Two Brothers & a Truck Full of 2x4s

Speakeasy’s story begins like so many other epic tales: Two brothers drive from western Montana to Seattle in a truck full of 2x4s. These three units of plain lumber would ultimately transform an old storage warehouse in Seattle’s Belltown district into one of the world’s first Internet cafes.

In the fall of 1994, the Internet was primarily the domain of academics and the extraordinarily technically savvy; your grandmother wasn’t forwarding you chain emails yet, and newspapers were running stories on how to navigate a website.

It was cost-prohibitive for many people to own the required equipment and pay for connectivity at home, and Mike, Gretchen and Tyler Apgar wanted to provide The People with easy access to the World Wide Web.

With just $50k to turn an empty warehouse into a fully-functioning business, and a crew that wasn’t afraid to get their hands dirty -- they learned how to install plumbing, drilled through concrete to lay the first T1 line, and built furniture from scratch using reclaimed wood -- the team carved the singular Speakeasy Cafe out of so much cement and lumber.
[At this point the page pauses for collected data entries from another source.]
//! 语义记忆：带置信度的事实与事实间关系
//!
//! 事实以规范化键（normalize_key）唯一标识；同一事实再次写入时按 ConfidenceBlend 合并置信度。
//! 关系只保存对方的键，通过 lookup/get 解析，不持有对方条目。
//! 每个键一把互斥锁，保证同一事实的并发 upsert 串行合并。

use std::collections::{BTreeSet, HashMap};
use std::sync::{Arc, Mutex, PoisonError, RwLock};

use chrono::Utc;

use crate::memory::item::SemanticEntry;
use crate::memory::persistence::{put_json, scan_json, KvStore};
use crate::memory::tokenizer::{normalize_key, text_similarity};
use crate::memory::MemoryError;

pub const NAMESPACE: &str = "semantic";

/// 置信度合并策略
#[derive(Debug, Clone, Copy, PartialEq)]
pub enum ConfidenceBlend {
    /// new = weight * observed + (1 - weight) * old
    RecencyWeighted { weight: f32 },
    Max,
    /// 所有观测的算术平均
    Mean,
}

impl Default for ConfidenceBlend {
    fn default() -> Self {
        ConfidenceBlend::RecencyWeighted { weight: 0.6 }
    }
}

impl ConfidenceBlend {
    /// observations 为合并前的观测次数
    pub fn blend(&self, old: f32, observed: f32, observations: u32) -> f32 {
        let v = match *self {
            ConfidenceBlend::RecencyWeighted { weight } => {
                let w = weight.clamp(0.0, 1.0);
                w * observed + (1.0 - w) * old
            }
            ConfidenceBlend::Max => old.max(observed),
            ConfidenceBlend::Mean => {
                let n = observations.max(1) as f32;
                (old * n + observed) / (n + 1.0)
            }
        };
        v.clamp(0.0, 1.0)
    }
}

#[derive(Debug, Clone)]
pub struct SemanticHit {
    pub entry: SemanticEntry,
    /// 精确键匹配为 1.0，模糊匹配为词级 Jaccard
    pub similarity: f32,
}

type Slot = Arc<Mutex<Option<SemanticEntry>>>;

pub struct SemanticStore {
    blend: ConfidenceBlend,
    fuzzy_threshold: f32,
    facts: RwLock<HashMap<String, Slot>>,
    substrate: Arc<dyn KvStore>,
}

fn clamp_confidence(c: f32) -> f32 {
    if c.is_nan() {
        0.0
    } else {
        c.clamp(0.0, 1.0)
    }
}

impl SemanticStore {
    pub fn new(blend: ConfidenceBlend, fuzzy_threshold: f32, substrate: Arc<dyn KvStore>) -> Self {
        Self {
            blend,
            fuzzy_threshold,
            facts: RwLock::new(HashMap::new()),
            substrate,
        }
    }

    pub fn load(
        blend: ConfidenceBlend,
        fuzzy_threshold: f32,
        substrate: Arc<dyn KvStore>,
    ) -> Result<Self, MemoryError> {
        let store = Self::new(blend, fuzzy_threshold, substrate);
        let records: Vec<SemanticEntry> = scan_json(store.substrate.as_ref(), NAMESPACE)?;
        {
            let mut facts = store.facts.write().unwrap_or_else(PoisonError::into_inner);
            for entry in records {
                facts.insert(entry.key.clone(), Arc::new(Mutex::new(Some(entry))));
            }
            tracing::info!(count = facts.len(), "Semantic memory loaded");
        }
        Ok(store)
    }

    fn slot(&self, key: &str) -> Slot {
        if let Some(slot) = self
            .facts
            .read()
            .unwrap_or_else(PoisonError::into_inner)
            .get(key)
        {
            return Arc::clone(slot);
        }
        let mut facts = self.facts.write().unwrap_or_else(PoisonError::into_inner);
        Arc::clone(facts.entry(key.to_string()).or_default())
    }

    /// 写入或合并事实；related 为其它事实文本或键，统一规范化后保存
    pub fn upsert<I, S>(&self, fact: &str, confidence: f32, related: I) -> Result<SemanticEntry, MemoryError>
    where
        I: IntoIterator<Item = S>,
        S: AsRef<str>,
    {
        let key = normalize_key(fact);
        let observed = clamp_confidence(confidence);
        let related: BTreeSet<String> = related
            .into_iter()
            .map(|r| normalize_key(r.as_ref()))
            .filter(|r| !r.is_empty() && *r != key)
            .collect();

        let slot = self.slot(&key);
        let mut guard = slot.lock().unwrap_or_else(PoisonError::into_inner);
        let next = match guard.as_ref() {
            Some(existing) => {
                let mut merged = existing.clone();
                merged.confidence = self.blend.blend(existing.confidence, observed, existing.observations);
                merged.observations = existing.observations.saturating_add(1);
                merged.related.extend(related);
                merged.fact = fact.trim().to_string();
                merged.updated_at = Utc::now();
                merged
            }
            None => SemanticEntry {
                key: key.clone(),
                fact: fact.trim().to_string(),
                confidence: observed,
                related,
                observations: 1,
                updated_at: Utc::now(),
            },
        };
        put_json(self.substrate.as_ref(), NAMESPACE, &key, &next)?;
        tracing::debug!(key = %key, confidence = next.confidence, "Semantic fact upserted");
        *guard = Some(next.clone());
        Ok(next)
    }

    /// 按事实文本或键取单条
    pub fn get(&self, fact_or_key: &str) -> Option<SemanticEntry> {
        let key = normalize_key(fact_or_key);
        let slot = self
            .facts
            .read()
            .unwrap_or_else(PoisonError::into_inner)
            .get(&key)
            .cloned()?;
        let guard = slot.lock().unwrap_or_else(PoisonError::into_inner);
        guard.clone()
    }

    fn snapshot(&self) -> Vec<SemanticEntry> {
        let slots: Vec<Slot> = self
            .facts
            .read()
            .unwrap_or_else(PoisonError::into_inner)
            .values()
            .cloned()
            .collect();
        slots
            .iter()
            .filter_map(|s| s.lock().unwrap_or_else(PoisonError::into_inner).clone())
            .collect()
    }

    /// 精确键匹配 + 模糊匹配（词级相似度 ≥ fuzzy_threshold），按相似度、置信度排序
    pub fn lookup(&self, query: &str, k: usize) -> Vec<SemanticHit> {
        let key = normalize_key(query);
        let mut hits: Vec<SemanticHit> = self
            .snapshot()
            .into_iter()
            .filter_map(|entry| {
                let similarity = if entry.key == key {
                    1.0
                } else {
                    text_similarity(query, &entry.fact)
                };
                (similarity >= self.fuzzy_threshold).then_some(SemanticHit { entry, similarity })
            })
            .collect();
        hits.sort_by(|a, b| {
            b.similarity
                .total_cmp(&a.similarity)
                .then_with(|| b.entry.confidence.total_cmp(&a.entry.confidence))
                .then_with(|| a.entry.key.cmp(&b.entry.key))
        });
        hits.truncate(k);
        hits
    }

    /// 解析某事实的关联事实；已不存在的引用被跳过
    pub fn related(&self, fact_or_key: &str) -> Vec<SemanticEntry> {
        let Some(entry) = self.get(fact_or_key) else {
            return Vec::new();
        };
        entry.related.iter().filter_map(|k| self.get(k)).collect()
    }

    /// 删除置信度低于 min_confidence 的事实，返回删除数量
    ///
    /// 每个事实在自己的槽锁内复查置信度并删除持久化记录；空槽只在无人持有时从表中移除。
    pub fn consolidate(&self, min_confidence: f32) -> Result<usize, MemoryError> {
        let slots: Vec<(String, Slot)> = self
            .facts
            .read()
            .unwrap_or_else(PoisonError::into_inner)
            .iter()
            .map(|(k, s)| (k.clone(), Arc::clone(s)))
            .collect();

        let mut removed = 0;
        for (key, slot) in &slots {
            let mut guard = slot.lock().unwrap_or_else(PoisonError::into_inner);
            if guard.as_ref().is_some_and(|e| e.confidence < min_confidence) {
                self.substrate.delete(NAMESPACE, key)?;
                *guard = None;
                removed += 1;
            }
        }
        drop(slots);

        if removed > 0 {
            let mut facts = self.facts.write().unwrap_or_else(PoisonError::into_inner);
            facts.retain(|_, slot| {
                Arc::strong_count(slot) > 1
                    || slot.lock().unwrap_or_else(PoisonError::into_inner).is_some()
            });
            tracing::info!(removed, "Semantic memory consolidated");
        }
        Ok(removed)
    }

    pub fn len(&self) -> usize {
        self.snapshot().len()
    }

    pub fn is_empty(&self) -> bool {
        self.len() == 0
    }
}

#[cfg(test)]
mod tests {
    use super::*;
    use crate::memory::persistence::InMemoryKvStore;

    fn store(blend: ConfidenceBlend) -> SemanticStore {
        SemanticStore::new(blend, 0.5, Arc::new(InMemoryKvStore::new()))
    }

    #[test]
    fn test_upsert_blends_instead_of_overwriting() {
        let store = store(ConfidenceBlend::RecencyWeighted { weight: 0.5 });
        store.upsert("API rate limit is 100 per minute", 0.8, Vec::<String>::new()).unwrap();
        let e = store
            .upsert("api rate limit is 100 per minute", 0.4, Vec::<String>::new())
            .unwrap();
        assert!((e.confidence - 0.6).abs() < 1e-6);
        assert_eq!(e.observations, 2);
        assert_eq!(store.len(), 1);
    }

    #[test]
    fn test_blend_policies() {
        assert_eq!(ConfidenceBlend::Max.blend(0.7, 0.2, 1), 0.7);
        assert!((ConfidenceBlend::Mean.blend(0.6, 0.9, 2) - 0.7).abs() < 1e-6);
        assert_eq!(ConfidenceBlend::RecencyWeighted { weight: 1.0 }.blend(0.1, 0.9, 5), 0.9);
    }

    #[test]
    fn test_lookup_exact_and_fuzzy() {
        let store = store(ConfidenceBlend::default());
        store.upsert("staging database runs postgres 15", 0.9, Vec::<String>::new()).unwrap();
        store.upsert("deploys happen on tuesday", 0.7, Vec::<String>::new()).unwrap();

        let exact = store.lookup("Staging database runs Postgres 15", 5);
        assert_eq!(exact.len(), 1);
        assert_eq!(exact[0].similarity, 1.0);

        let fuzzy = store.lookup("staging database postgres", 5);
        assert_eq!(fuzzy.len(), 1);
        assert!(fuzzy[0].similarity < 1.0);

        assert!(store.lookup("unrelated words entirely", 5).is_empty());
    }

    #[test]
    fn test_related_are_weak_references() {
        let store = store(ConfidenceBlend::default());
        store.upsert("service a calls service b", 0.9, ["service b is flaky"]).unwrap();
        store.upsert("service b is flaky", 0.8, ["service a calls service b"]).unwrap();
        store.upsert("orphan fact", 0.9, ["missing fact"]).unwrap();

        let related = store.related("service a calls service b");
        assert_eq!(related.len(), 1);
        assert_eq!(related[0].fact, "service b is flaky");
        assert!(store.related("orphan fact").is_empty());
    }

    #[test]
    fn test_consolidate_removes_weak_facts() {
        let store = store(ConfidenceBlend::default());
        store.upsert("strong", 0.9, Vec::<String>::new()).unwrap();
        store.upsert("weak guess", 0.1, Vec::<String>::new()).unwrap();
        assert_eq!(store.consolidate(0.3).unwrap(), 1);
        assert!(store.get("weak guess").is_none());
        assert!(store.get("strong").is_some());
    }

    #[test]
    fn test_consolidate_keeps_memory_and_substrate_in_step() {
        let substrate: Arc<dyn KvStore> = Arc::new(InMemoryKvStore::new());
        let store = Arc::new(SemanticStore::new(
            ConfidenceBlend::RecencyWeighted { weight: 1.0 },
            0.5,
            Arc::clone(&substrate),
        ));
        let writers: Vec<_> = (0..4)
            .map(|w| {
                let s = Arc::clone(&store);
                std::thread::spawn(move || {
                    for i in 0..50 {
                        let fact = format!("fact {w} {i}");
                        s.upsert(&fact, 0.05, Vec::<String>::new()).unwrap();
                        s.upsert(&fact, 1.0, Vec::<String>::new()).unwrap();
                    }
                })
            })
            .collect();
        let sweeper = {
            let s = Arc::clone(&store);
            std::thread::spawn(move || {
                for _ in 0..200 {
                    s.consolidate(0.3).unwrap();
                }
            })
        };
        for h in writers {
            h.join().unwrap();
        }
        sweeper.join().unwrap();

        let reloaded = SemanticStore::load(ConfidenceBlend::default(), 0.5, substrate).unwrap();
        for w in 0..4 {
            for i in 0..50 {
                let fact = format!("fact {w} {i}");
                let live = store.get(&fact);
                assert_eq!(live, reloaded.get(&fact));
                assert_eq!(live.map(|e| e.confidence), Some(1.0));
            }
        }
    }

    #[test]
    fn test_concurrent_upserts_on_same_key() {
        let store = Arc::new(store(ConfidenceBlend::Mean));
        let handles: Vec<_> = (0..8)
            .map(|_| {
                let s = Arc::clone(&store);
                std::thread::spawn(move || {
                    s.upsert("shared fact", 0.5, Vec::<String>::new()).unwrap();
                })
            })
            .collect();
        for h in handles {
            h.join().unwrap();
        }
        let e = store.get("shared fact").unwrap();
        assert_eq!(e.observations, 8);
        assert!((e.confidence - 0.5).abs() < 1e-6);
    }
}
While there were a handful of other Internet cafes around the world at the time, the Speakeasy was unique in that it combined the burgeoning activity of the Internet with live music, an art gallery, avant garde film programs and theater performances.

Not only was it an Internet vanguard, it was exceptional in that it merged art, culture, technology and community into a lively, quirky and welcoming neighborhood living room.